[WORK TASK]
How many of the lines below contain "Closing"? Answer with that number alone.

Collected data entries
//! Connection readiness and the observable state snapshot.
//!
//! [`Readiness`] mirrors the four WebSocket `readyState` values plus an
//! [`Readiness::Unconnected`] sentinel for the time before the first
//! `connect`. [`ConnectionState`] is what callers observe; it is refreshed
//! from the live connection after every lifecycle event.

// ============================================================================
// Imports
// ============================================================================

use std::fmt;

use serde::Serialize;

// ============================================================================
// Readiness
// ============================================================================

/// Lifecycle of the underlying connection.
#[derive(Debug, Clone, Copy, PartialEq, Eq, Hash, Default, Serialize)]
#[serde(rename_all = "SCREAMING_SNAKE_CASE")]
pub enum Readiness {
    /// No connection has been created yet.
    #[default]
    Unconnected,
    /// Opening handshake in progress.
    Connecting,
    /// Open and ready to communicate.
    Open,
    /// Close handshake in progress.
    Closing,
    /// Closed or failed to open.
    Closed,
}

impl Readiness {
    /// Returns the WebSocket `readyState` code, or `None` for
    /// [`Readiness::Unconnected`].
    #[inline]
    #[must_use]
    pub const fn ready_state(self) -> Option<u16> {
        match self {
            Self::Unconnected => None,
            Self::Connecting => Some(0),
            Self::Open => Some(1),
            Self::Closing => Some(2),
            Self::Closed => Some(3),
        }
    }

    /// Returns `true` if frames can be written.
    #[inline]
    #[must_use]
    pub const fn is_open(self) -> bool {
        matches!(self, Self::Open)
    }

    /// Returns `true` once the connection can no longer deliver events.
    #[inline]
    #[must_use]
    pub const fn is_terminal(self) -> bool {
        matches!(self, Self::Closed)
    }

    /// Uppercase name used in logs and error messages.
    #[inline]
    #[must_use]
    pub const fn as_str(self) -> &'static str {
        match self {
            Self::Unconnected => "UNCONNECTED",
            Self::Connecting => "CONNECTING",
            Self::Open => "OPEN",
            Self::Closing => "CLOSING",
            Self::Closed => "CLOSED",
        }
    }
}

impl fmt::Display for Readiness {
    fn fmt(&self, f: &mut fmt::Formatter<'_>) -> fmt::Result {
        f.write_str(self.as_str())
    }
}

// ============================================================================
// ConnectionState
// ============================================================================

/// Snapshot of the transport's connection state.
///
/// Obtained from [`Transport::state`](crate::Transport::state) or observed
/// through [`Transport::watch_state`](crate::Transport::watch_state).
#[derive(Debug, Clone, Copy, PartialEq, Eq, Default, Serialize)]
pub struct ConnectionState {
    /// Readiness of the current connection.
    pub readiness: Readiness,
}

impl ConnectionState {
    /// Creates a state snapshot.
    #[inline]
    #[must_use]
    pub const fn new(readiness: Readiness) -> Self {
        Self { readiness }
    }
}

// ============================================================================
// Tests
// ============================================================================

[YOUR RESPONSE]
3